Unfortunately, the former general has a tendency to become too colourful for his own good and ends up shooting himself in the foot.
His by now infamous remarks that we “don’t have too many sheeps in Singapore to produce cotton” is a great example. It naturally subjected himself to widespread ridicule.
The Minister subsequently took to Facebook to explain that he was told he “spoke too fast.” He added that he had “been thinking for weeks of all kinds of substitutes (including wool from sheep and other animals) that we can use for the various parts of the masks that we produce here.” Then he ended by saying that he “should catch up on some sleep.”
Cannot make head or tail of his Facebook post
His Facebook post is mind boggling. He seemed to attribute three reasons for his cotton comes from sheep remark – spoke too fast, confused state of mind because he was thinking of wool substitutes, and being sleep deprived.
Is he giving all three excuses at the same time or is he asking us to pick one for him? None of it makes any sense.
Did the Minister mean what he said? Right after saying “don’t have too many sheeps in Singapore to produce cotton,” he even sniggered. This shows that he was rather pleased with himself for making the point that there are no sheep in this country for producing cotton.
The Freudian slip in Parliament
You may recall that the Minister also famously referred to then Speaker of Parliament Mdm Halimah Yacob as “Mdm President” twice during the debate on Presidential Election (Amendment) Bill in Parliament in 2017.
The House roared with laughter but it wasn’t funny – she was then rumoured to be the establishment candidate for the upcoming Presidential Election, which she indeed turned out to be.

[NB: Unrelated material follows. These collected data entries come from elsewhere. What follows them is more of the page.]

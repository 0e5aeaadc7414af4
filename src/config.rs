//! Runtime configuration, assembled once per run and handed to each
//! component at construction.
//!
//! Sources in increasing precedence: built-in defaults, a JSON file
//! (`--config` or `SHEETSCAN_CONFIG`), `SHEETSCAN_*` environment variables,
//! then command-line flags applied by the binary.

use std::path::{Path, PathBuf};
use std::time::Duration;

use serde::{Deserialize, Serialize};
use sheetscan_grid::ClusterOptions;
use url::Url;

use crate::error::ConvertError;

pub const CONFIG_ENV: &str = "SHEETSCAN_CONFIG";
pub const API_URL_ENV: &str = "SHEETSCAN_API_URL";
pub const API_KEY_ENV: &str = "SHEETSCAN_API_KEY";
pub const MODEL_ENV: &str = "SHEETSCAN_MODEL";
pub const OUTPUT_DIR_ENV: &str = "SHEETSCAN_OUTPUT_DIR";
pub const TIMEOUT_ENV: &str = "SHEETSCAN_TIMEOUT_SECS";

pub const DEFAULT_OUTPUT_DIR: &str = "output";
pub const DEFAULT_MODEL: &str = "qwen-plus";
pub const DEFAULT_TIMEOUT_SECS: u64 = 30;
pub const DEFAULT_OCR_LANGUAGE: &str = "eng";
pub const DEFAULT_SYSTEM_PROMPT: &str = "You are a data analyst who checks whether table column \
names make sense. Answer with a JSON object of the form {\"valid\": true or false, \"reason\": \
\"short explanation\"}. If a name does not conform to common sense, say so in the reason and \
suggest a correction.";
pub const DEFAULT_INVALID_MARKERS: [&str; 4] = ["does not conform", "problem", "不符合", "问题"];

#[derive(Debug, Clone, PartialEq, Eq, Serialize, Deserialize)]
#[serde(default)]
pub struct HeaderCheckConfig {
    pub enabled: bool,
    /// Full chat-completions URL of an OpenAI-compatible service.
    pub endpoint: Option<String>,
    pub api_key: Option<String>,
    pub model: String,
    pub system_prompt: String,
    pub timeout_secs: u64,
    /// Substrings that mark a free-text reply as a rejection.
    pub invalid_markers: Vec<String>,
}

impl Default for HeaderCheckConfig {
    fn default() -> Self {
        Self {
            enabled: true,
            endpoint: None,
            api_key: None,
            model: DEFAULT_MODEL.to_string(),
            system_prompt: DEFAULT_SYSTEM_PROMPT.to_string(),
            timeout_secs: DEFAULT_TIMEOUT_SECS,
            invalid_markers: DEFAULT_INVALID_MARKERS
                .iter()
                .map(ToString::to_string)
                .collect(),
        }
    }
}

impl HeaderCheckConfig {
    /// # Errors
    /// Returns [`ConvertError::InvalidConfig`] when no endpoint is set or it
    /// is not an http(s) URL.
    pub fn endpoint_url(&self) -> Result<Url, ConvertError> {
        let raw = self.endpoint.as_deref().ok_or_else(|| {
            ConvertError::InvalidConfig(format!(
                "header check endpoint is not configured; set {API_URL_ENV} or header_check.endpoint"
            ))
        })?;
        let url = Url::parse(raw)?;
        if !matches!(url.scheme(), "http" | "https") {
            return Err(ConvertError::InvalidConfig(format!(
                "header check endpoint must be http or https, got '{}'",
                url.scheme()
            )));
        }
        Ok(url)
    }

    #[must_use]
    pub fn timeout(&self) -> Duration {
        Duration::from_secs(self.timeout_secs)
    }
}

#[derive(Debug, Clone, PartialEq, Eq, Serialize, Deserialize)]
#[serde(default)]
pub struct OcrConfig {
    /// Tesseract language data, e.g. `eng` or `chi_sim+eng`.
    pub language: String,
    /// ONNX text detection model for the PaddleOCR pipeline.
    pub detection_model: Option<PathBuf>,
    /// ONNX text recognition model for the PaddleOCR pipeline.
    pub recognition_model: Option<PathBuf>,
    /// Character dictionary matching `recognition_model`.
    pub char_dict: Option<PathBuf>,
}

impl Default for OcrConfig {
    fn default() -> Self {
        Self {
            language: DEFAULT_OCR_LANGUAGE.to_string(),
            detection_model: None,
            recognition_model: None,
            char_dict: None,
        }
    }
}

/// Model files for the PaddleOCR detection + recognition pipeline.
#[derive(Debug, Clone, PartialEq, Eq)]
pub struct PaddleModels {
    pub detection: PathBuf,
    pub recognition: PathBuf,
    pub char_dict: PathBuf,
}

impl OcrConfig {
    /// `None` when no model is configured.
    ///
    /// # Errors
    /// Returns [`ConvertError::InvalidConfig`] when only some of the three
    /// model paths are set.
    pub fn paddle_models(&self) -> Result<Option<PaddleModels>, ConvertError> {
        match (&self.detection_model, &self.recognition_model, &self.char_dict) {
            (None, None, None) => Ok(None),
            (Some(detection), Some(recognition), Some(char_dict)) => Ok(Some(PaddleModels {
                detection: detection.clone(),
                recognition: recognition.clone(),
                char_dict: char_dict.clone(),
            })),
            _ => Err(ConvertError::InvalidConfig(
                "ocr.detection_model, ocr.recognition_model and ocr.char_dict must be set together"
                    .to_string(),
            )),
        }
    }
}

#[derive(Debug, Clone, PartialEq, Serialize, Deserialize)]
#[serde(default)]
pub struct AppConfig {
    pub output_dir: PathBuf,
    pub cluster: ClusterOptions,
    pub header_check: HeaderCheckConfig,
    pub ocr: OcrConfig,
}

impl Default for AppConfig {
    fn default() -> Self {
        Self {
            output_dir: PathBuf::from(DEFAULT_OUTPUT_DIR),
            cluster: ClusterOptions::default(),
            header_check: HeaderCheckConfig::default(),
            ocr: OcrConfig::default(),
        }
    }
}

impl AppConfig {
    /// Loads configuration from the process environment.
    ///
    /// # Errors
    /// See [`AppConfig::load_with`].
    pub fn load(path: Option<&Path>) -> Result<Self, ConvertError> {
        Self::load_with(path, |key| std::env::var(key).ok())
    }

    /// Loads defaults, then the config file, then variables from `lookup`.
    ///
    /// # Errors
    /// Returns [`ConvertError::InvalidConfig`] when the file cannot be read or
    /// parsed, or an environment value is malformed.
    pub fn load_with(
        path: Option<&Path>,
        lookup: impl Fn(&str) -> Option<String>,
    ) -> Result<Self, ConvertError> {
        let lookup = |key: &str| lookup(key).filter(|value| !value.trim().is_empty());

        let file = path
            .map(Path::to_path_buf)
            .or_else(|| lookup(CONFIG_ENV).map(PathBuf::from));
        let mut config = match file {
            Some(file) => Self::from_file(&file)?,
            None => Self::default(),
        };

        if let Some(endpoint) = lookup(API_URL_ENV) {
            config.header_check.endpoint = Some(endpoint);
        }
        if let Some(api_key) = lookup(API_KEY_ENV) {
            config.header_check.api_key = Some(api_key);
        }
        if let Some(model) = lookup(MODEL_ENV) {
            config.header_check.model = model;
        }
        if let Some(output_dir) = lookup(OUTPUT_DIR_ENV) {
            config.output_dir = PathBuf::from(output_dir);
        }
        if let Some(timeout) = lookup(TIMEOUT_ENV) {
            config.header_check.timeout_secs = timeout.trim().parse().map_err(|_| {
                ConvertError::InvalidConfig(format!("{TIMEOUT_ENV} must be whole seconds, got '{timeout}'"))
            })?;
        }

        Ok(config)
    }

    /// # Errors
    /// Returns [`ConvertError::InvalidConfig`] when the file is unreadable or
    /// not valid configuration JSON.
    pub fn from_file(path: &Path) -> Result<Self, ConvertError> {
        let data = std::fs::read_to_string(path).map_err(|error| {
            ConvertError::InvalidConfig(format!(
                "failed to read config '{}': {error}",
                path.display()
            ))
        })?;
        serde_json::from_str(&data).map_err(|error| {
            ConvertError::InvalidConfig(format!("invalid config '{}': {error}", path.display()))
        })
    }

    /// Checks settings that only matter once the pipeline is about to run.
    ///
    /// # Errors
    /// Returns [`ConvertError::InvalidConfig`] for an unusable endpoint, a
    /// zero timeout, a non-positive row threshold, or partial OCR model paths.
    pub fn validate(&self) -> Result<(), ConvertError> {
        self.ocr.paddle_models()?;
        if !self.cluster.threshold.is_finite() || self.cluster.threshold <= 0.0 {
            return Err(ConvertError::InvalidConfig(format!(
                "cluster.threshold must be positive, got {}",
                self.cluster.threshold
            )));
        }
        if self.header_check.enabled {
            self.header_check.endpoint_url()?;
            if self.header_check.timeout_secs == 0 {
                return Err(ConvertError::InvalidConfig(
                    "header_check.timeout_secs must be at least 1".to_string(),
                ));
            }
        }
        Ok(())
    }
}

By calling her Mdm President twice (even though she was Speaker), Minister Chan made a Freudian slip, unintentionally revealing what was in his subconscious. Not so cool, isn’t it?
He also shot himself in the foot early this year. He said his verbal tirade labelling Singaporeans “idiots” and “sia suay” for panic-buying and hoarding was straight talking – calling a spade a spade. Except that it backfired because it transpired that Singaporeans were no different from citizens everywhere else who also resorted to the same “sia suay” behaviour.

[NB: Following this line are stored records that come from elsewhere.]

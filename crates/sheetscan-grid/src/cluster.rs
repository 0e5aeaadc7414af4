//! Groups OCR fragments into table rows using only each fragment's anchor.
//!
//! Fragments are sorted by `(y, x)`, scanned top to bottom, and a fragment
//! joins the open row while its y stays within the threshold of the row's
//! reference y. Rows are then padded on the right to the widest row. No
//! attempt is made to align columns across rows.

use std::cmp::Ordering;

use tracing::debug;

use crate::error::GridError;
use crate::header::infer_has_header;
use crate::model::{Grid, TextFragment};
use crate::options::{ClusterOptions, RowAnchor, RowOrder};
use crate::warning::{ClusterWarning, WarningCode};

#[derive(Debug, Clone, PartialEq)]
pub struct ClusterReport {
    pub grid: Grid,
    pub warnings: Vec<ClusterWarning>,
}

struct RowGroup<'a> {
    members: Vec<&'a TextFragment>,
    reference_y: f64,
    sum_y: f64,
    min_y: f64,
    max_y: f64,
}

impl<'a> RowGroup<'a> {
    fn start(fragment: &'a TextFragment) -> Self {
        let y = fragment.anchor().y;
        Self {
            members: vec![fragment],
            reference_y: y,
            sum_y: y,
            min_y: y,
            max_y: y,
        }
    }

    fn accepts(&self, y: f64, threshold: f64) -> bool {
        (y - self.reference_y).abs() < threshold
    }

    fn push(&mut self, fragment: &'a TextFragment, anchor: RowAnchor) {
        let y = fragment.anchor().y;
        self.members.push(fragment);
        self.sum_y += y;
        self.min_y = self.min_y.min(y);
        self.max_y = self.max_y.max(y);
        if anchor == RowAnchor::RunningMean {
            self.reference_y = self.sum_y / self.members.len() as f64;
        }
    }

    fn last_y(&self) -> f64 {
        self.members
            .last()
            .map_or(self.reference_y, |member| member.anchor().y)
    }

    fn spread(&self) -> f64 {
        self.max_y - self.min_y
    }
}

fn scan_order(left: &TextFragment, right: &TextFragment) -> Ordering {
    let (left, right) = (left.anchor(), right.anchor());
    left.y.total_cmp(&right.y).then(left.x.total_cmp(&right.x))
}

fn group_rows<'a>(
    sorted: &[&'a TextFragment],
    options: &ClusterOptions,
    warnings: &mut Vec<ClusterWarning>,
) -> Vec<RowGroup<'a>> {
    let Some((first, rest)) = sorted.split_first() else {
        return Vec::new();
    };

    let mut rows = Vec::new();
    let mut current = RowGroup::start(first);

    for fragment in rest {
        let y = fragment.anchor().y;
        if current.accepts(y, options.threshold) {
            current.push(fragment, options.anchor);
            continue;
        }

        let gap = y - current.last_y();
        let closed = std::mem::replace(&mut current, RowGroup::start(fragment));
        rows.push(closed);

        if gap < options.threshold {
            warnings.push(
                ClusterWarning::new(
                    WarningCode::RowSplit,
                    "fragment started a new row although it sits close to the previous row's last cell",
                )
                .with_row(rows.len())
                .with_distance(gap),
            );
        }
    }
    rows.push(current);

    rows
}

/// Clusters fragments into a rectangular grid.
///
/// # Errors
/// Returns [`GridError::EmptyInput`] for an empty fragment set and
/// [`GridError::InvalidOption`] for a non-positive or non-finite threshold.
pub fn cluster_fragments(
    fragments: &[TextFragment],
    options: &ClusterOptions,
) -> Result<ClusterReport, GridError> {
    if !options.threshold.is_finite() || options.threshold <= 0.0 {
        return Err(GridError::InvalidOption(format!(
            "row threshold must be a positive number, got {}",
            options.threshold
        )));
    }
    if fragments.is_empty() {
        return Err(GridError::EmptyInput);
    }

    let mut sorted = fragments.iter().collect::<Vec<_>>();
    sorted.sort_by(|left, right| scan_order(left, right));

    let mut warnings = Vec::new();
    let mut groups = group_rows(&sorted, options, &mut warnings);

    for (index, group) in groups.iter_mut().enumerate() {
        if group.spread() >= options.threshold {
            warnings.push(
                ClusterWarning::new(
                    WarningCode::RowDrift,
                    "row members drift further apart vertically than the row threshold",
                )
                .with_row(index)
                .with_distance(group.spread()),
            );
        }
        if options.order == RowOrder::LeftToRight {
            group
                .members
                .sort_by(|left, right| left.anchor().x.total_cmp(&right.anchor().x));
        }
    }

    let rows = groups
        .iter()
        .map(|group| {
            group
                .members
                .iter()
                .map(|member| member.text.clone())
                .collect::<Vec<_>>()
        })
        .collect::<Vec<_>>();

    let (has_header, confidence) = infer_has_header(&rows);
    if !has_header {
        warnings.push(
            ClusterWarning::new(
                WarningCode::NumericHeader,
                "first row looks like data rather than column names",
            )
            .with_row(0)
            .with_confidence(confidence),
        );
    }

    let short_rows = {
        let width = rows.iter().map(Vec::len).max().unwrap_or(0);
        rows.iter().filter(|row| row.len() < width).count()
    };
    if short_rows > 0 {
        warnings.push(ClusterWarning::new(
            WarningCode::RaggedRows,
            format!("{short_rows} row(s) padded with empty cells; columns are not aligned across rows"),
        ));
    }

    let grid = Grid::from_rows(rows)?;
    debug!(
        fragments = fragments.len(),
        rows = grid.height(),
        columns = grid.width(),
        "clustered fragments into grid"
    );

    Ok(ClusterReport { grid, warnings })
}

Spoke too soon, spoke out of turn
Minister Chan also mocked Hong Kong politicians over the issue of mask-wearing. For this, we know that he ended up eating humble pie because he himself had to eventually wear a mask. In this case, we can say that he spoke too soon and he spoke out of turn.

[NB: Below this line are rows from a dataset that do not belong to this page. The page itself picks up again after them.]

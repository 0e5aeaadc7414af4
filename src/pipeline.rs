use std::path::{Path, PathBuf};

use sheetscan_grid::{ClusterOptions, ClusterWarning, cluster_fragments, write_grid};
use tracing::{debug, info, warn};

use crate::config::AppConfig;
use crate::error::ConvertError;
use crate::header_check::{ChatCompletion, HeaderChecker, HttpChatClient};
use crate::models::HeaderVerdict;
use crate::ocr::{TextRecognizer, load_image, recognizer_for};

#[derive(Debug, Clone, PartialEq)]
pub struct ConversionReport {
    pub output_path: PathBuf,
    pub fragment_count: usize,
    pub row_count: usize,
    pub column_count: usize,
    /// `None` when the header check was disabled.
    pub verdict: Option<HeaderVerdict>,
    pub warnings: Vec<ClusterWarning>,
}

/// Runs one image through recognition, clustering, the optional header
/// check, and the grid writer.
pub struct Converter<C = HttpChatClient> {
    recognizer: Box<dyn TextRecognizer>,
    checker: Option<HeaderChecker<C>>,
    cluster: ClusterOptions,
    output_dir: PathBuf,
}

impl<C: ChatCompletion> Converter<C> {
    pub fn new(
        recognizer: Box<dyn TextRecognizer>,
        checker: Option<HeaderChecker<C>>,
        config: &AppConfig,
    ) -> Self {
        Self {
            recognizer,
            checker,
            cluster: config.cluster,
            output_dir: config.output_dir.clone(),
        }
    }

    /// Converts `image_path` and writes the grid to the output directory under
    /// the file name of `output_filename`.
    ///
    /// # Errors
    /// - [`ConvertError::UnreadableInput`] when the image cannot be decoded.
    /// - [`ConvertError::EmptyRecognition`] when no text is found.
    /// - [`ConvertError::HeaderRejected`] when the header check fails. Nothing
    ///   is written in that case.
    /// - Recognition, configuration, or write failures from the collaborators.
    pub fn convert(
        &self,
        image_path: &Path,
        output_filename: &Path,
    ) -> Result<ConversionReport, ConvertError> {
        let image = load_image(image_path)?;
        debug!(
            path = %image_path.display(),
            width = image.width(),
            height = image.height(),
            "image decoded"
        );

        let fragments = self.recognizer.recognize(image_path, &image)?;
        if fragments.is_empty() {
            return Err(ConvertError::EmptyRecognition(format!(
                "no text recognized in '{}'",
                image_path.display()
            )));
        }
        info!(
            recognizer = self.recognizer.name(),
            fragments = fragments.len(),
            "text recognized"
        );

        let report = cluster_fragments(&fragments, &self.cluster)?;
        for warning in &report.warnings {
            debug!(code = ?warning.code, row = ?warning.row, "{}", warning.message);
        }
        info!(
            rows = report.grid.height(),
            columns = report.grid.width(),
            "fragments clustered"
        );

        let verdict = match &self.checker {
            Some(checker) => {
                let verdict = checker.check(report.grid.header());
                if !verdict.valid {
                    warn!(message = %verdict.message, "header rejected; nothing written");
                    return Err(ConvertError::HeaderRejected(verdict.message));
                }
                Some(verdict)
            }
            None => None,
        };

        let output_path = write_grid(&report.grid, &self.output_dir, output_filename)?;
        Ok(ConversionReport {
            output_path,
            fragment_count: fragments.len(),
            row_count: report.grid.height(),
            column_count: report.grid.width(),
            verdict,
            warnings: report.warnings,
        })
    }
}

/// Builds the converter the binary runs: recognizer from `fragments` or the
/// compiled-in engine, and an HTTP header check unless disabled.
///
/// # Errors
/// Returns [`ConvertError::InvalidConfig`] when the configuration does not
/// validate or no recognizer is available.
pub fn build_converter(
    config: &AppConfig,
    fragments: Option<&Path>,
) -> Result<Converter<HttpChatClient>, ConvertError> {
    config.validate()?;
    let recognizer = recognizer_for(&config.ocr, fragments)?;
    let checker = if config.header_check.enabled {
        let client = HttpChatClient::new(&config.header_check)?;
        Some(HeaderChecker::new(client, &config.header_check))
    } else {
        None
    };
    Ok(Converter::new(recognizer, checker, config))
}

#[cfg(test)]
mod tests {
    use std::path::Path;

    use image::{DynamicImage, RgbImage};
    use sheetscan_grid::TextFragment;
    use tempfile::{TempDir, tempdir};

    use super::Converter;
    use crate::config::AppConfig;
    use crate::error::ConvertError;
    use crate::header_check::{ChatCompletion, HeaderChecker};
    use crate::ocr::TextRecognizer;

    struct FixedFragments(Vec<TextFragment>);

    impl TextRecognizer for FixedFragments {
        fn name(&self) -> &str {
            "fixed"
        }

        fn recognize(
            &self,
            _source: &Path,
            _image: &DynamicImage,
        ) -> Result<Vec<TextFragment>, ConvertError> {
            Ok(self.0.clone())
        }
    }

    struct Reply(&'static str);

    impl ChatCompletion for Reply {
        fn complete(&self, _system: &str, _user: &str) -> Result<String, ConvertError> {
            Ok(self.0.to_string())
        }
    }

    fn scratch() -> (TempDir, AppConfig, std::path::PathBuf) {
        let dir = tempdir().expect("tempdir should be created");
        let image = dir.path().join("table.png");
        DynamicImage::ImageRgb8(RgbImage::new(8, 8))
            .save(&image)
            .expect("image should be written");
        let config = AppConfig {
            output_dir: dir.path().join("out"),
            ..AppConfig::default()
        };
        (dir, config, image)
    }

    fn header_fragments() -> Vec<TextFragment> {
        vec![
            TextFragment::from_rect(100.0, 10.0, 40.0, 12.0, "age"),
            TextFragment::from_rect(10.0, 10.0, 40.0, 12.0, "name"),
            TextFragment::from_rect(10.0, 40.0, 40.0, 12.0, "ann"),
            TextFragment::from_rect(100.0, 41.0, 40.0, 12.0, "30"),
        ]
    }

    fn converter(
        fragments: Vec<TextFragment>,
        reply: &'static str,
        config: &AppConfig,
    ) -> Converter<Reply> {
        Converter::new(
            Box::new(FixedFragments(fragments)),
            Some(HeaderChecker::new(Reply(reply), &config.header_check)),
            config,
        )
    }

    #[test]
    fn rejected_header_writes_nothing() {
        let (_dir, config, image) = scratch();
        let converter = converter(
            header_fragments(),
            "The column names do not look right: 'age' does not conform.",
            &config,
        );

        let err = converter
            .convert(&image, Path::new("result.xlsx"))
            .expect_err("header should be rejected");
        assert_eq!(err.code(), "header_rejected");
        assert!(!config.output_dir.join("result.xlsx").exists());
    }

    #[test]
    fn accepted_header_writes_grid() {
        let (_dir, config, image) = scratch();
        let converter = converter(
            header_fragments(),
            r#"{"valid": true, "reason": "names are fine"}"#,
            &config,
        );

        let report = converter
            .convert(&image, Path::new("nested/result.csv"))
            .expect("conversion should succeed");
        assert_eq!(report.output_path, config.output_dir.join("result.csv"));
        assert_eq!((report.row_count, report.column_count), (2, 2));
        assert_eq!(
            report.verdict.map(|verdict| verdict.message),
            Some("names are fine".to_string())
        );

        let written =
            std::fs::read_to_string(&report.output_path).expect("csv should be readable");
        assert_eq!(written, "name,age\nann,30\n");
    }

    #[test]
    fn no_fragments_is_empty_recognition() {
        let (_dir, config, image) = scratch();
        let converter = converter(Vec::new(), "{\"valid\": true}", &config);

        let err = converter
            .convert(&image, Path::new("result.xlsx"))
            .expect_err("nothing recognized");
        assert_eq!(err.code(), "empty_recognition");
    }

    #[test]
    fn missing_image_is_unreadable_input() {
        let (dir, config, _image) = scratch();
        let converter = converter(header_fragments(), "{\"valid\": true}", &config);

        let err = converter
            .convert(&dir.path().join("missing.png"), Path::new("result.xlsx"))
            .expect_err("image is missing");
        assert_eq!(err.code(), "unreadable_input");
    }
}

Early in his political career, the Minister earned the nickname “kee chiu” for asking people to do just that – “kee chiu” being Hokkien for raise your hand. This one is probably a carry over from his army days, when soldiers are frequently asked to “kee chiu.”
When Minister Chan makes his speaking bloopers on home soil, we can say he is being himself and being colourful.
But what happens when he shoots himself in the foot while representing Singapore on the international stage? It’s too horrifying to even think about it.